Articles | Volume 4, issue 1
https://doi.org/10.5194/nhess-4-9-2004
https://doi.org/10.5194/nhess-4-9-2004
01 Mar 2004
01 Mar 2004

Retrospective analysis for detecting seismic precursors in groundwater argon content

P. F. Biagi, R. Piccolo, A. Minafra, T. Maggipinto, L. Castellana, O. Molchanov, A. Ermini, V. Capozzi, G. Perna, Y. M. Khatkevich, and E. I. Gordeev

Abstract. We examined the groundwater Argon content data sampled from 1988 to 2001 at two wells in Kamchatka (Russia) and anomalous increases appeared clearly during June-July 1996. On 21 June, a shallow (1km) earthquake with M=7.1 occurred at a distance less than 250km from the wells and so the previous increases could be related to this earthquake and, in particular, could be considered premonitory anomalies. In order to support this raw interpretation, we analysed the data collected in details. At first we smoothed out the high frequency fluctuations arising from the errors in a single measurement. Next we considered the known external effects on the water of a well that are the slow tectonic re-adjustment processes, the meteorology and the gravity tides and we separated these effects applying band-pass filters to the Argon content raw trends. Then we identified the largest fluctuations in these trends applying the 3 σ criterion and we found three anomalies in a case and two anomalies in other case. Comparing the time occurrence of the anomalies at the two wells we found out that a coincidence exists only in the case of the premonitory anomalies we are studying. The simultaneous appearance of well definite anomalies in the residual trends of the same parameter at two different sites supports their meaning and the possibility that they are related to some large scale effect, as the occurrence of a strong earthquake. But, other earthquakes similar to the June 1996 event took place during the Argon content measurements time and no anomaly appeared in this content.

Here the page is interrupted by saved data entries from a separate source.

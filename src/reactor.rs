//! Lifecycle Reactor
//!
//! Keeps the persisted configuration consistent when the unit universe
//! changes underneath us. Install events run the configured new-unit
//! policy; uninstall events scrub the departed id from every context and
//! from the always-active set. No toggle calls are ever issued from here.

use crate::config::{ConfigStore, NewUnitPolicy, FALLBACK_UNIT_ICON};
use crate::directory::ContextDirectory;
use crate::events::{CoreEvent, EventBus, FeedbackKind};
use crate::inventory::UnitInventory;
use crate::types::{Unit, UnitId, UnitKind};
use std::sync::Arc;
use tokio::sync::Mutex;
use tracing::{debug, info, warn};

pub struct LifecycleReactor {
    config: Arc<ConfigStore>,
    directory: Arc<Mutex<ContextDirectory>>,
    inventory: Arc<Mutex<UnitInventory>>,
    events: EventBus,
    pending_install: Mutex<Option<Unit>>,
}

impl LifecycleReactor {
    pub fn new(
        config: Arc<ConfigStore>,
        directory: Arc<Mutex<ContextDirectory>>,
        inventory: Arc<Mutex<UnitInventory>>,
        events: EventBus,
    ) -> Self {
        Self {
            config,
            directory,
            inventory,
            events,
            pending_install: Mutex::new(None),
        }
    }

    /// Handle a unit-installed notification from the registry.
    pub async fn on_installed(&self, unit: Unit) {
        if unit.kind == UnitKind::Theme {
            return;
        }
        let options = self.config.options();
        if unit.kind == UnitKind::App && !options.apps_supported {
            return;
        }
        // A known id means the registry re-announced an update, not an
        // install.
        if self.inventory.lock().await.by_id(&unit.id).is_some() {
            debug!(unit = %unit.id, "Install event for known unit, treating as update");
            return;
        }

        match options.new_unit_policy {
            NewUnitPolicy::AddToAll => {
                let added = {
                    let mut directory = self.directory.lock().await;
                    if directory.is_empty() {
                        false
                    } else {
                        directory.add_member_to_all(&unit.id);
                        if let Err(e) = directory.save().await {
                            warn!(error = %e, "Failed to persist context list after install");
                        }
                        true
                    }
                };
                if added {
                    info!(unit = %unit.id, "Added new unit to every context");
                    self.refresh_all().await;
                    self.events.emit(CoreEvent::Feedback(FeedbackKind::ConfigUpdated));
                }
            }
            NewUnitPolicy::AddToAlwaysActive => {
                {
                    let mut inventory = self.inventory.lock().await;
                    inventory.add_always_active(&unit.id);
                    if let Err(e) = inventory.save().await {
                        warn!(error = %e, "Failed to persist always-active list after install");
                    }
                }
                info!(unit = %unit.id, "Added new unit to the always-active set");
                self.refresh_all().await;
                self.events.emit(CoreEvent::Feedback(FeedbackKind::ConfigUpdated));
            }
            NewUnitPolicy::Ask => {
                let icon = unit
                    .best_icon()
                    .unwrap_or(FALLBACK_UNIT_ICON)
                    .to_string();
                let event = CoreEvent::DecisionRequested {
                    id: unit.id.clone(),
                    name: unit.name.clone(),
                    icon,
                };
                *self.pending_install.lock().await = Some(unit);
                self.events.emit(event);
            }
        }
    }

    /// Handle a unit-uninstalled notification from the registry.
    ///
    /// Safe to call repeatedly for the same id; the second call finds
    /// nothing left to remove.
    pub async fn on_uninstalled(&self, id: &UnitId) {
        {
            let mut directory = self.directory.lock().await;
            directory.remove_member_from_all(id);
            if let Err(e) = directory.save().await {
                warn!(error = %e, "Failed to persist context list after uninstall");
            }
        }
        {
            let mut inventory = self.inventory.lock().await;
            inventory.remove_always_active(id);
            if let Err(e) = inventory.save().await {
                warn!(error = %e, "Failed to persist always-active list after uninstall");
            }
            if let Err(e) = inventory.refresh().await {
                warn!(error = %e, "Failed to refresh inventory after uninstall");
            }
        }
        info!(unit = %id, "Removed uninstalled unit from configuration");
    }

    /// Most recently surfaced install awaiting a user decision, if any.
    pub async fn pending_install(&self) -> Option<Unit> {
        self.pending_install.lock().await.clone()
    }

    async fn refresh_all(&self) {
        if let Err(e) = self.inventory.lock().await.refresh().await {
            warn!(error = %e, "Failed to refresh inventory");
        }
        self.directory.lock().await.load().await;
    }
}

In the past, some of the authors of this paper studied the Helium content data collected in three natural springs of the Caucasus during seven years. A very similar result, that is the simultaneous appearance of clear premonitory anomalies only on the occasion of a strong (M=7.0) but shallow (2–4km) earthquake, was obtained. The correspondence with the case of the Caucasus validates the interpretation of the Kamchatkian anomalies as precursors.